It seems clear from your posts that you know essentially nothing about Christianity, and have swallowed whole and without question the propaganda that you have been fed. If you wish to discuss Christianity from an informed perspective, your should read at least the entire Chronicles of Narnia, and I would suggest Mere Christianity as well. Hopefully, you can then post without looking like such an ignorant fool.
 
PrinceOfTheWest said:
Castel, you're going to have to adjust to the idea that on a forum devoted to C.S. Lewis, you're going to find a lot of people who take their faith seriously. Y
It seems clear from your posts that you know essentially nothing about Christianity, and have swallowed whole and without question the propaganda that you have been fed. ... Hopefully, you can then post without looking like such an ignorant fool.

POTW, YOU are making yourself a fool by attacking jokes. You remind me of those people in Iran and middle East who burn embassies just because some magazine published Mohammed cartoons. ;) God is surely too powerful and confident to be angered by harmless jokes.

Seriously dude, you imagine Susan would be able to stand before Aslan in his glory and give him back-chat? Or talk of what he dared?

Susan surely wouldn't say what Caspel proposed, simply because she isgentle and not aggressive. But actually I think she could, she has the courage to do it. However, she most likely won't for as soon as she sees him she would see she was wrong and admit it(unlike Rabadash). And she has a right to be angry of Aslan - he ripped her two times out of Narnia; isn't it not enough not to want to live this through again??! And he had ripped two her families off: Narnian and Earth fmily alike. She would have things to blame him, too.

It's an unfortunate possibility that Susan's denial of Aslan's reality could lead directly to Aslan's last words to her being "I never knew you. Depart from Me."
Which would mean a lie since he DID knew her.

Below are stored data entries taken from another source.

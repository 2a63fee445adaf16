//! Shutdown signal handling.
//!
//! [`SigDown`] listens for SIGTERM and SIGINT on Unix (Ctrl+C elsewhere) and
//! cancels a [`CancellationToken`] that the HTTP server and any background
//! work can wait on.

#[cfg(unix)]
use tokio::signal::unix::{SignalKind, signal};
use tokio_util::sync::CancellationToken;
use tokio_util::task::TaskTracker;

/// Turns the first shutdown signal into a cancelled token.
#[allow(missing_debug_implementations)] // TaskTracker doesn't impl Debug
pub struct SigDown {
    task_tracker: TaskTracker,
    cancellation_token: CancellationToken,
}

impl SigDown {
    /// Installs the signal listeners.
    ///
    /// # Errors
    ///
    /// Returns an [`std::io::Error`] if a Unix signal handler cannot be registered.
    #[allow(clippy::unnecessary_wraps)] // infallible off Unix
    pub fn try_new() -> Result<Self, std::io::Error> {
        let token = CancellationToken::new();
        let trigger = token.clone();
        let task_tracker = TaskTracker::new();

        #[cfg(unix)]
        {
            let mut sigterm = signal(SignalKind::terminate())?;
            let mut sigint = signal(SignalKind::interrupt())?;
            task_tracker.spawn(async move {
                let name = tokio::select! {
                    _ = sigterm.recv() => "SIGTERM",
                    _ = sigint.recv() => "SIGINT",
                };
                tracing::info!(signal = name, "shutdown requested");
                trigger.cancel();
            });
        }

        #[cfg(not(unix))]
        {
            task_tracker.spawn(async move {
                if tokio::signal::ctrl_c().await.is_ok() {
                    tracing::info!(signal = "ctrl-c", "shutdown requested");
                }
                trigger.cancel();
            });
        }

        task_tracker.close();
        Ok(Self {
            task_tracker,
            cancellation_token: token,
        })
    }

    /// A handle that is cancelled once a signal arrives.
    #[must_use]
    pub fn cancellation_token(&self) -> CancellationToken {
        self.cancellation_token.clone()
    }

    /// Waits for the signal and for the listener task to finish.
    pub async fn recv(&self) {
        self.cancellation_token.cancelled().await;
        self.task_tracker.wait().await;
    }
}
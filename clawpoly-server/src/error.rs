//! Errors returned by the API handlers.

use axum::http::StatusCode;
use axum::response::{IntoResponse, Response};
use clawpoly::error::{ChainDataError, ExplorerError, ProofError};
use serde_json::json;

/// A handler failure, rendered as a JSON error body.
///
/// Client errors carry their message to the caller. Upstream failures are
/// logged in full and answered with a generic message.
#[derive(Debug, thiserror::Error)]
pub enum ApiError {
    /// Missing or malformed query parameter.
    #[error("{0}")]
    BadRequest(&'static str),

    /// The requested object does not exist.
    #[error("{0}")]
    NotFound(&'static str),

    /// Unsupported HTTP method.
    #[error("Method not allowed")]
    MethodNotAllowed,

    /// Chain RPC failure.
    #[error(transparent)]
    Chain(#[from] ChainDataError),

    /// Block-explorer failure.
    #[error(transparent)]
    Explorer(#[from] ExplorerError),

    /// Response could not be hashed.
    #[error(transparent)]
    Proof(#[from] ProofError),

    /// Endpoint catalogue could not be read.
    #[error("failed to list endpoints: {0}")]
    Catalog(String),
}

impl ApiError {
    const fn status(&self) -> StatusCode {
        match self {
            Self::BadRequest(_) => StatusCode::BAD_REQUEST,
            Self::NotFound(_) => StatusCode::NOT_FOUND,
            Self::MethodNotAllowed => StatusCode::METHOD_NOT_ALLOWED,
            Self::Chain(_) | Self::Explorer(_) | Self::Proof(_) | Self::Catalog(_) => {
                StatusCode::INTERNAL_SERVER_ERROR
            }
        }
    }
}

impl IntoResponse for ApiError {
    fn into_response(self) -> Response {
        let status = self.status();
        let body = match &self {
            Self::BadRequest(_) | Self::NotFound(_) | Self::MethodNotAllowed => {
                json!({ "error": self.to_string() })
            }
            Self::Catalog(message) => {
                tracing::error!(error = %message, "endpoint listing failed");
                json!({ "error": "Internal server error", "message": message })
            }
            Self::Chain(_) | Self::Explorer(_) | Self::Proof(_) => {
                tracing::error!(error = %self, "search request failed");
                json!({ "error": "Internal server error" })
            }
        };
        (status, axum::Json(body)).into_response()
    }
}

Well, yanno, that line I put into Aslan's mouth is a direct Biblical quote, though it has to do with those who called themselves Christians but never clothed the naked, fed the hungry, sheltered the homeless, visited the prisoners, and so on... but I think it might cover those who directly experienced him and still chose to dismiss him as a childhood game.
:cool:
No. Lewis admitted it himself in TLB: "He who speaks Tash and does good belongs to me, and he who speaks Aslan and does horrible things belongs to Tash(devil)" Point is how you LIVE, not what you believe. And here Susan might be better of , even if Lewis denied it.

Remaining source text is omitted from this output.